As a rule, every constructor that takes a single argument, including constructors that take multiple arguments with default values such as the following, should be explicit, unless you have a good reason to allow implicit conversions:

class File
{
public:
 //this ctor may be called with a single argument
 //it's therefore declared explicit:
 explicit File(const char *name, 
        ios_base::openmode mode=ios_base::out,
        long protection = 0666);
};

Member Initialization Lists

A constructor may include a member initialization (mem-initialization for short) list that initializes the object’s data members. For example:

class Cellphone //1: initialization by mem-init
{
private:
 long number;
 bool on;
public:
 Cellphone (long n, bool ison) : number(n), on(ison) {}
};

The constructor of Cellphone can also be written as follows:

Cellphone (long n, bool ison) //2: initialization within ctor's body
{
 number = n;
 on = ison;
}

There is no substantial difference between the two forms in this case because the compiler scans the mem-initialization list and inserts its code into the constructor’s body before any user-written code. Thus, the constructor in the first example is expanded by the compiler into the constructor in the second example. Nonetheless, the choice between using a mem-initialization list and initialization inside the constructor’s body is significant in the following four cases:

  • Initialization of const members. For example:
    class Allocator
    {
    private:
     const int chunk_size;
    public:
     Allocator(int size) : chunk_size(size) {}
    };
  • Initialization of reference members. For example:
    class Phone;
    class Modem
    {
    private:
     Phone & line;
    public:
      Modem(Phone & ln) : line(ln) {}
    };
  • Passing arguments to a constructor of a base class or an embedded object. For example:
    class base
    {
    //...
    public:
      //no default ctor
     base(int n1, char * t) {num1 = n1; text = t; }
    };
    class derived : public base
    {
    private:
     char *buf;
    public:
     //pass arguments to base constructor
     derived (int n, char * t) : base(n, t) { buf = (new char[100]);}
    };
  • Initialization of member objects. For example:
    #include<string>
    using std::string;
    class Website
    {
    private:
     string URL
     unsigned int IP
    public:
     Website()
     {
      URL = "";
      IP = 0;
     }
    };

In the first three cases, a mem-initialization list is mandatory because these initializations must be completed before the constructor’s execution. Conceptually, initializations listed in a member-initialization list take place before the constructor executes. In the fourth case, the use of a mem-init list is optional. However, it can improve performance in certain cases because it eliminates unnecessary creation and subsequent destruction of objects that would occur if the initialization were performed inside the constrictor’s body.
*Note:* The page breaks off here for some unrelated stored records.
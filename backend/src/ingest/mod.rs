//! Sheet import: from loosely typed spreadsheet rows to a registered table.
//!
//! An import runs as a short saga against a `SheetBackend`:
//!
//! 1. derive the table name from the display name and synthesize the schema
//!    from the first row;
//! 2. `CREATE TABLE` (state `TableCreated`);
//! 3. re-key and coerce every row, then insert them in one transaction
//!    (state `RowsInserted`);
//! 4. record `{display name, table name}` in the registry
//!    (state `RegistryRecorded`, then `Done`).
//!
//! Nothing is retried. When step 3 or 4 fails the new table is dropped with
//! `DROP TABLE IF EXISTS` before the error is returned; if the drop itself
//! fails the table is left behind and only logged.

use common::model::sheet::SheetRegistryEntry;
use common::requests::{ImportSheetRequest, RawRow};
use log::{debug, error, info, warn};
use rusqlite::types::Value;
use std::collections::HashMap;
use uuid::Uuid;

use crate::db::{BackendError, PreparedRow, SheetBackend};
use crate::error::IngestError;
use crate::schema::coerce::{coerce, CoerceError};
use crate::schema::ddl::{render_create_table, render_drop_table};
use crate::schema::{synthesize_schema, table_name_for, CellValue, SqlType, TableSchema};

/// One spreadsheet row with keys in header order.
pub type Row = Vec<(String, CellValue)>;

#[derive(Debug, Clone, PartialEq)]
pub struct ImportRequest {
    display_name: String,
    rows: Vec<Row>,
}

impl ImportRequest {
    /// Validates a display name and a non-empty set of rows.
    pub fn new(display_name: &str, rows: Vec<Row>) -> Result<Self, IngestError> {
        let display_name = display_name.trim();
        if display_name.is_empty() {
            return Err(IngestError::invalid_import("sheetDisplayName is blank"));
        }
        if rows.is_empty() {
            return Err(IngestError::invalid_import("jsonData has no rows"));
        }
        Ok(Self {
            display_name: display_name.to_string(),
            rows,
        })
    }

    pub fn from_payload(payload: ImportSheetRequest) -> Result<Self, IngestError> {
        let display_name = payload
            .sheet_display_name
            .ok_or_else(|| IngestError::invalid_import("sheetDisplayName is missing"))?;
        let raw_rows = payload
            .json_data
            .ok_or_else(|| IngestError::invalid_import("jsonData is missing"))?;
        let rows = raw_rows
            .iter()
            .map(row_from_json)
            .collect::<Result<Vec<_>, _>>()
            .map_err(|e| IngestError::invalid_import(e.to_string()))?;
        Self::new(&display_name, rows)
    }

    pub fn display_name(&self) -> &str {
        &self.display_name
    }

    pub fn rows(&self) -> &[Row] {
        &self.rows
    }

    pub fn first_row(&self) -> &[(String, CellValue)] {
        self.rows.first().map(Vec::as_slice).unwrap_or_default()
    }
}

fn row_from_json(raw: &RawRow) -> Result<Row, crate::schema::cell::NotScalar> {
    raw.iter()
        .map(|(key, value)| CellValue::from_json(key, value).map(|cell| (key.clone(), cell)))
        .collect()
}

/// Why the rows could not be stored.
#[derive(Debug, thiserror::Error)]
pub enum InsertError {
    #[error("column \"{key}\" of row {row} does not exist in the new table")]
    UnknownColumn { row: usize, key: String },

    #[error("row {row}, column \"{column}\": {source}")]
    Coerce {
        row: usize,
        column: String,
        #[source]
        source: CoerceError,
    },

    #[error(transparent)]
    Backend(#[from] BackendError),
}

/// Re-keys every row through the schema's header mapping and converts each
/// cell to its column type.
///
/// Null cells are left out so column defaults apply. Rows without a primary
/// key value get a fresh UUID. Rows are numbered from 1 in errors.
pub fn prepare_rows(schema: &TableSchema, rows: &[Row]) -> Result<Vec<PreparedRow>, InsertError> {
    rows.iter()
        .enumerate()
        .map(|(index, row)| {
            let row_number = index + 1;
            let mut cells: HashMap<&str, &CellValue> = HashMap::with_capacity(row.len());
            for (key, value) in row {
                if schema.column_for_key(key).is_none() {
                    return Err(InsertError::UnknownColumn {
                        row: row_number,
                        key: key.clone(),
                    });
                }
                cells.insert(key.as_str(), value);
            }

            let mut prepared = PreparedRow::with_capacity(schema.columns.len());
            for column in &schema.columns {
                let cell = column
                    .source_key
                    .as_deref()
                    .and_then(|key| cells.get(key).copied())
                    .filter(|cell| !cell.is_null());
                let value = match cell {
                    Some(cell) => coerce(cell, column.sql_type).map_err(|source| {
                        InsertError::Coerce {
                            row: row_number,
                            column: column.name.clone(),
                            source,
                        }
                    })?,
                    None if column.sql_type == SqlType::UuidPrimaryKey => {
                        Value::Text(Uuid::new_v4().to_string())
                    }
                    None => continue,
                };
                prepared.push((column.name.clone(), value));
            }
            Ok(prepared)
        })
        .collect()
}

#[derive(Debug, Clone, Copy, PartialEq, Eq)]
pub enum ImportState {
    Idle,
    TableCreated,
    RowsInserted,
    RegistryRecorded,
    Done,
}

#[derive(Debug, Clone, PartialEq, Eq)]
pub struct ImportOutcome {
    pub table_name: String,
    pub rows_inserted: usize,
}

/// Drives one import against a backend. Use a fresh `Ingestor` per import.
pub struct Ingestor<'a, B: SheetBackend> {
    backend: &'a mut B,
    state: ImportState,
}

impl<'a, B: SheetBackend> Ingestor<'a, B> {
    pub fn new(backend: &'a mut B) -> Self {
        Self {
            backend,
            state: ImportState::Idle,
        }
    }

    pub fn state(&self) -> ImportState {
        self.state
    }

    fn advance(&mut self, table_name: &str, next: ImportState) {
        debug!("import of {table_name}: {:?} -> {:?}", self.state, next);
        self.state = next;
    }

    /// Drops the table created by this import. Failures are logged only.
    fn compensate(&mut self, table_name: &str) {
        match self.backend.execute_sql(&render_drop_table(table_name)) {
            Ok(()) => warn!("dropped table {table_name} after a failed import"),
            Err(e) => error!("could not drop table {table_name} after a failed import: {e}"),
        }
    }

    pub fn run(&mut self, request: &ImportRequest) -> Result<ImportOutcome, IngestError> {
        let table_name = table_name_for(request.display_name());
        let schema = synthesize_schema(&table_name, request.first_row());
        let ddl = render_create_table(&schema);
        debug!("{ddl}");

        if let Err(e) = self.backend.execute_sql(&ddl) {
            error!("error creating table {table_name}: {e}");
            return Err(IngestError::CreateTable(e));
        }
        self.advance(&table_name, ImportState::TableCreated);

        let inserted = prepare_rows(&schema, request.rows()).and_then(|rows| {
            self.backend
                .insert_rows(&table_name, &rows)
                .map_err(InsertError::from)
        });
        let rows_inserted = match inserted {
            Ok(count) => count,
            Err(e) => {
                error!("error inserting data into {table_name}: {e}");
                self.compensate(&table_name);
                return Err(IngestError::InsertRows(e));
            }
        };
        self.advance(&table_name, ImportState::RowsInserted);

        let entry = SheetRegistryEntry::new(request.display_name(), table_name.as_str());
        if let Err(e) = self.backend.insert_registry_entry(&entry) {
            error!("error saving sheet metadata for {table_name}: {e}");
            self.compensate(&table_name);
            return Err(IngestError::SaveRegistry(e));
        }
        self.advance(&table_name, ImportState::RegistryRecorded);

        let recognized = schema.columns.iter().filter(|c| c.is_core).count();
        info!(
            "imported sheet '{}' into {table_name}: {rows_inserted} rows, {} columns ({recognized} recognized)",
            request.display_name(),
            schema.columns.len()
        );
        self.advance(&table_name, ImportState::Done);
        Ok(ImportOutcome {
            table_name,
            rows_inserted,
        })
    }
}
Due to the performance difference between the two forms of initializing embedded objects, some programmers use mem-initialization exclusively. Note, however, that the order of the initialization list has to match the order of declarations within the class. This is because the compiler transforms the list so that it coincides with the order of the declaration of the class members, regardless of the order specified by the programmer. For example:

class Website
{
private:
 string URL; //1
 unsigned int IP; //2
public:
 Website() : IP(0), URL("") {} // initialized in reverse order
};

In the mem-initialization list, the programmer first initializes the member IP and then URL, even though IP is declared after URL. The compiler transforms the initialization list to the order of the member declarations within the class. In this case, the reverse order is harmless. When there are dependencies in the order of initialization list, however, this transformation can cause surprises. For example:

class Mystring
{
private:
 char *buff;
 int capacity;
public:
 explicit Mystring(int size) :
 capacity(size), buff (new char [capacity]) {} undefined behavior
};

The mem-initialization list in the constructor of Mystring doesn’t follow the order of declaration of Mystring‘s members. Consequently, the compiler transforms the list like this:

explicit Mystring(int size) :
buff (new char [capacity]), capacity(size) {}

The member capacity specifies the number of bytes that new has to allocate, but it hasn’t been initialized. The results in this case are undefined. There are two ways to avert this pitfall: Change the order of member declarations so that capacity is declared before buff, or move the initialization of buff into the constructor’s body.

Copy Constructor

A copy constructor initializes its object with another object. If there is no user-defined copy constructor for a class, C++ implicitly declares one. A copy constructor is said to be trivial if it’s implicitly declared, if its class has no virtual member functions and no virtual base classes, and if its entire direct base classes and embedded objects have trivial copy constructors. The implicitly defined copy constructor performs a memberwise copy of its sub-objects, as in the following example:

#include<string>
using std::string;
class Website //no user-defined copy constructor
{
private:
 string URL;
 unsigned int IP;
public:
 Website() : IP(0), URL("") {}
};
int main ()
{
 Website site1;
 Website site2(site1); //invoke implicitly defined copy constructor
}

The programmer didn’t declare a copy constructor for class Website. Because Website has an embedded object of type std::string, which happens to have a user-defined copy constructor, the implementation implicitly defines a copy constructor for class Website and uses it to copy-construct the object site2 from site1. The synthesized copy constructor first invokes the copy constructor of std::string, and then performs a bitwise copying of the data members of site1 into site2.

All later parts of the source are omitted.